Book Review: The Gospel According to Timohy Tyson!!!
Summary: 5 Stars

For any one interested in the question of race in America, "Blood Done Signed My Name" should be required reading. So often, the historical and sociological discussions of the race problem in America are sanitized and politically correct. Tyson's discussion is a no-holds-barred discussion, immensly readable, told from the perspective of a white man who lived in an "enlightened" North Carolina town and observed, first hand, the evolution of the town during the civil rights struggle of the 1960s and 1970s. In telling his story, he illuminates the operant attitudes, the unspeakable cruelty, and the economic exploitation, which underlie the institution of segregation, and their tragic consequence in the lives of black and white Americans. As a black, native North Crolinian, who lived through that and earlier periods, I bear personal witness to the accuracy of his portrayals. After reading his book, I could only say, "Thank God for one honest white man in America." If you can stand the truth.....read it!!!

Dr. Eugene Thamon Simpson
Sicklerville, NJ 08081

Book Review: Wow!
Summary: 5 Stars

This book is wonderfully written and fantastic as a history of a small town in North Carolina, the Civil Rights movement, and American attitudes about race. It is written with sensitivity to both sides who were engaged: one in a struggle for equality, the other in a struggle to maintain what they considered their heritage. It does not demonize anyone, but grapples with the history of where we have been and consequently where we are going.

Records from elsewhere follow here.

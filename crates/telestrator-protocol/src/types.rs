use serde::{Deserialize, Serialize};

/// A point in surface (video-relative) coordinates
#[derive(Debug, Clone, Copy, PartialEq, Default, Serialize, Deserialize)]
pub struct Point {
    pub x: f64,
    pub y: f64,
}

impl Point {
    pub const fn new(x: f64, y: f64) -> Self {
        Self { x, y }
    }
}

/// Width and height in pixels
#[derive(Debug, Clone, Copy, PartialEq, Default, Serialize, Deserialize)]
pub struct Size {
    pub width: f64,
    pub height: f64,
}

impl Size {
    pub const fn new(width: f64, height: f64) -> Self {
        Self { width, height }
    }

    /// True when both sides are finite and strictly positive.
    pub fn is_drawable(&self) -> bool {
        self.width.is_finite() && self.height.is_finite() && self.width > 0.0 && self.height > 0.0
    }
}
//! WebSocket signaling relay.
//!
//! Frames are routed by their first character (see [`RelayEnvelope`]); the
//! relay never looks inside signaling payloads.

pub mod handler;
pub mod registry;

pub use registry::{PeerId, PeerRegistry};

use crate::mjpeg::MjpegBridge;
use crate::state::PendingPolicy;
use std::sync::Arc;
use telestrator_media::FrameSnapshot;
use telestrator_protocol::{RelayEnvelope, RelayNotice};
use tokio::sync::{RwLock, mpsc};

pub struct SignalingRelay {
    registry: RwLock<PeerRegistry>,
    bridge: Arc<MjpegBridge>,
    pending_policy: PendingPolicy,
}

impl SignalingRelay {
    pub fn new(bridge: Arc<MjpegBridge>, pending_policy: PendingPolicy) -> Self {
        Self {
            registry: RwLock::new(PeerRegistry::new()),
            bridge,
            pending_policy,
        }
    }

    pub fn bridge(&self) -> &Arc<MjpegBridge> {
        &self.bridge
    }

    /// Register a peer whose outbound frames go to `sender`.
    pub async fn connect(&self, sender: mpsc::UnboundedSender<String>) -> PeerId {
        let mut registry = self.registry.write().await;
        let peer = registry.insert(sender);
        tracing::info!(peer = %peer, peers = registry.len(), "Peer connected");

        if self.pending_policy == PendingPolicy::FlushOnQuorum
            && registry.len() == PeerRegistry::QUORUM
        {
            let pending = registry.take_pending();
            if !pending.is_empty() {
                tracing::debug!(count = pending.len(), "Flushing cached signals");
            }
            for text in pending {
                registry.broadcast(&text, None);
            }
        }

        peer
    }

    /// Queue a frame for one peer.
    pub async fn send(&self, peer: PeerId, text: String) -> bool {
        self.registry.read().await.send_to(peer, text)
    }

    /// Route one inbound frame from `peer`.
    pub async fn on_message(&self, peer: PeerId, text: String) {
        let envelope = RelayEnvelope::parse(text);
        tracing::trace!(peer = %peer, kind = envelope.kind(), "Relay frame");

        match envelope {
            RelayEnvelope::Log(line) => {
                tracing::info!(target: "telestrator::client_log", peer = %peer, "{}", line);
            }
            RelayEnvelope::ResetRequest(_) => {
                let notice = match serde_json::to_string(&RelayNotice::Reset) {
                    Ok(json) => json,
                    Err(e) => {
                        tracing::error!("Failed to serialize reset notice: {}", e);
                        return;
                    }
                };
                let notified = self.registry.read().await.broadcast(&notice, Some(peer));
                tracing::debug!(peer = %peer, notified, "Reset requested");
            }
            RelayEnvelope::DrawFrame(uri) => match FrameSnapshot::from_data_uri(&uri) {
                Ok(frame) => {
                    self.bridge.push(&frame).await;
                }
                Err(e) => {
                    tracing::warn!(peer = %peer, "Dropping undecodable frame: {}", e);
                }
            },
            RelayEnvelope::Signal(text) => {
                let mut registry = self.registry.write().await;
                if registry.has_quorum() {
                    let delivered = registry.broadcast(&text, None);
                    tracing::debug!(peer = %peer, delivered, "Signal broadcast");
                } else {
                    registry.cache(text);
                    tracing::debug!(peer = %peer, pending = registry.pending_len(), "Signal cached");
                }
            }
        }
    }

    /// Forget `peer` and wipe the broadcast output.
    pub async fn disconnect(&self, peer: PeerId) {
        let remaining = {
            let mut registry = self.registry.write().await;
            if !registry.remove(peer) {
                return;
            }
            registry.len()
        };
        tracing::info!(peer = %peer, peers = remaining, "Peer disconnected");

        // Some consumers hold on to the previous frame; send the blank twice.
        self.bridge.push_blank().await;
        self.bridge.push_blank().await;
    }

    pub async fn peer_count(&self) -> usize {
        self.registry.read().await.len()
    }

    pub async fn pending_len(&self) -> usize {
        self.registry.read().await.pending_len()
    }
}

#[cfg(test)]
mod tests {
    use super::*;
    use bytes::Bytes;
    use std::time::Duration;
    use telestrator_media::frame::read_multipart_part;
    use telestrator_media::{BLANK_FRAME_URI, data_uri};

    struct Peer {
        id: PeerId,
        rx: mpsc::UnboundedReceiver<String>,
    }

    impl Peer {
        fn drain(&mut self) -> Vec<String> {
            let mut out = Vec::new();
            while let Ok(text) = self.rx.try_recv() {
                out.push(text);
            }
            out
        }
    }

    fn relay(policy: PendingPolicy) -> SignalingRelay {
        let bridge = Arc::new(MjpegBridge::new(Duration::from_millis(100), 8));
        SignalingRelay::new(bridge, policy)
    }

    async fn join(relay: &SignalingRelay) -> Peer {
        let (tx, rx) = mpsc::unbounded_channel();
        let id = relay.connect(tx).await;
        Peer { id, rx }
    }

    #[tokio::test]
    async fn signals_are_cached_until_quorum_then_broadcast() {
        let relay = relay(PendingPolicy::Retain);
        let mut host = join(&relay).await;
        relay.on_message(host.id, "{\"sdp\":1}".to_string()).await;
        relay.on_message(host.id, "{\"sdp\":2}".to_string()).await;
        assert_eq!(relay.pending_len().await, 2);
        assert!(host.drain().is_empty());

        let mut viewer = join(&relay).await;
        // Cached signals are never replayed
        assert!(viewer.drain().is_empty());

        relay.on_message(viewer.id, "{\"ice\":3}".to_string()).await;
        assert_eq!(host.drain(), vec!["{\"ice\":3}"]);
        // The sender hears its own signal too
        assert_eq!(viewer.drain(), vec!["{\"ice\":3}"]);
        assert_eq!(relay.pending_len().await, 2);
    }

    #[tokio::test]
    async fn flush_policy_delivers_cache_when_second_peer_joins() {
        let relay = relay(PendingPolicy::FlushOnQuorum);
        let mut host = join(&relay).await;
        relay.on_message(host.id, "offer".to_string()).await;

        let mut viewer = join(&relay).await;
        assert_eq!(viewer.drain(), vec!["offer"]);
        assert_eq!(host.drain(), vec!["offer"]);
        assert_eq!(relay.pending_len().await, 0);
    }

    #[tokio::test]
    async fn reset_request_notifies_everyone_but_the_sender() {
        let relay = relay(PendingPolicy::Retain);
        let mut a = join(&relay).await;
        let mut b = join(&relay).await;
        let mut c = join(&relay).await;

        relay.on_message(a.id, "reset".to_string()).await;
        assert!(a.drain().is_empty());
        assert_eq!(b.drain(), vec![r#"{"action":"reset"}"#]);
        assert_eq!(c.drain(), vec![r#"{"action":"reset"}"#]);
    }

    #[tokio::test]
    async fn log_lines_are_not_forwarded() {
        let relay = relay(PendingPolicy::Retain);
        let mut a = join(&relay).await;
        let mut b = join(&relay).await;
        relay.on_message(a.id, "log: hello".to_string()).await;
        assert!(a.drain().is_empty());
        assert!(b.drain().is_empty());
        assert_eq!(relay.pending_len().await, 0);
    }

    #[tokio::test]
    async fn empty_frame_is_a_signal() {
        let relay = relay(PendingPolicy::Retain);
        let peer = join(&relay).await;
        relay.on_message(peer.id, String::new()).await;
        assert_eq!(relay.pending_len().await, 1);
    }

    #[tokio::test]
    async fn draw_frames_go_to_the_bridge_only() {
        let relay = relay(PendingPolicy::Retain);
        let mut a = join(&relay).await;
        let mut b = join(&relay).await;
        let mut sub = relay.bridge().subscribe().await;

        let uri = data_uri::encode("image/png", &[1, 2, 3]);
        relay.on_message(a.id, uri).await;

        let part = sub.frames.recv().await.unwrap();
        let (body, _) = read_multipart_part(&part).unwrap();
        assert_eq!(body, Bytes::from_static(&[1, 2, 3]));
        assert!(a.drain().is_empty());
        assert!(b.drain().is_empty());
    }

    #[tokio::test]
    async fn malformed_draw_frame_is_dropped() {
        let relay = relay(PendingPolicy::Retain);
        let peer = join(&relay).await;
        let mut sub = relay.bridge().subscribe().await;

        relay.on_message(peer.id, "definitely not a data uri".to_string()).await;
        assert!(sub.frames.try_recv().is_err());
        assert_eq!(relay.pending_len().await, 0);
    }

    #[tokio::test]
    async fn disconnect_pushes_two_blank_frames() {
        let relay = relay(PendingPolicy::Retain);
        let peer = join(&relay).await;
        let mut sub = relay.bridge().subscribe().await;

        relay.disconnect(peer.id).await;
        assert_eq!(relay.peer_count().await, 0);

        let blank = FrameSnapshot::from_data_uri(BLANK_FRAME_URI).unwrap();
        for _ in 0..2 {
            let part = sub.frames.recv().await.unwrap();
            assert_eq!(read_multipart_part(&part).unwrap().0, blank.data);
        }
        assert!(sub.frames.try_recv().is_err());

        // A second disconnect of the same peer is a no-op
        relay.disconnect(peer.id).await;
        assert!(sub.frames.try_recv().is_err());
    }
}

Even if you've never cared about race, equality and Civil Rights, you will find this book well worth your time in its exploration of the complex web of relationships that make up and sometimes pull apart an American community.

Book Review: Setting Our Memories Straight
Summary: 5 Stars

When author and historian Tim Tyson learned in 1970 at the age of 10 that his friend's father and older brothers had just "shot 'em a nigger," I was just about to turn 18 and was getting ready to graduate from high school in Evanston, Illinois. During my reading of this profound book, I kept reverting back to that time, asking myself, was I aware that blacks were still being murdered due to white fears and white racism? Though I went to an integrated high school and had one close relationship with a black friend, I think I, like many other whites, believed that straight out lynchings of blacks by murderous whites were from a pre-civil rights era. However, as the "Blood Done Sign My Name" shows us, such white beliefs were naive and ill informed.
Tyson's book is important for helping us set our memories of the past straight, and for its insistence that we understand that white supremacy is like a stubborn root, one that keeps reasserting itself again and again. This knowledge is crucial as we look at the racial landscape today because it can help us refrain from making a similar mistake all over again. Although present day polls repeatedly show that most whites think racism is over, Tyson's book may be a catalyst for whites to rethink that oft repeated perspective. This book written with such soul and heart is an important book for any person who wants to understand why issues of race are unlikely to recede anytime soon. Even though I am a fairly informed person about past and present white supremacy and racism, Tyson's book taught me more. By revisiting a tragic memory from one of his boyhood towns, Tyson keeps alive in our national consciousness the recognition that white racism and its legacy did not end in America's distant or recent past. Denise Rose, Oak Park, IL.

Book Review: The Strength of What's Left Unsaid
Summary: 5 Stars

This book is written with an economy of style and provides an important exploration of the human condition. You will carry many of the episodes in the book around with you long after you've read it. This book carries such a potent message that it should be compulsive reading for all.

The author's strength is what he leaves unsaid. In recounting events without invasive opinions, he offers a candid, sometimes brutal and relatively balanced book on what kind of life a black really lived in a place where racial hatred ran so deep. The results are incredible, heart-wrenching, and deeply disturbing. It inspires self-questioning. It made me wonder: if one can only learn of oneself by how he reacts to others and others react to him, then surely as other's perceptions of him change in reponse to a superficial outward characteristic such as skin color, his inward sense or perception of self must also change, thus altering the essence of his soul and the nature of his self knowledge.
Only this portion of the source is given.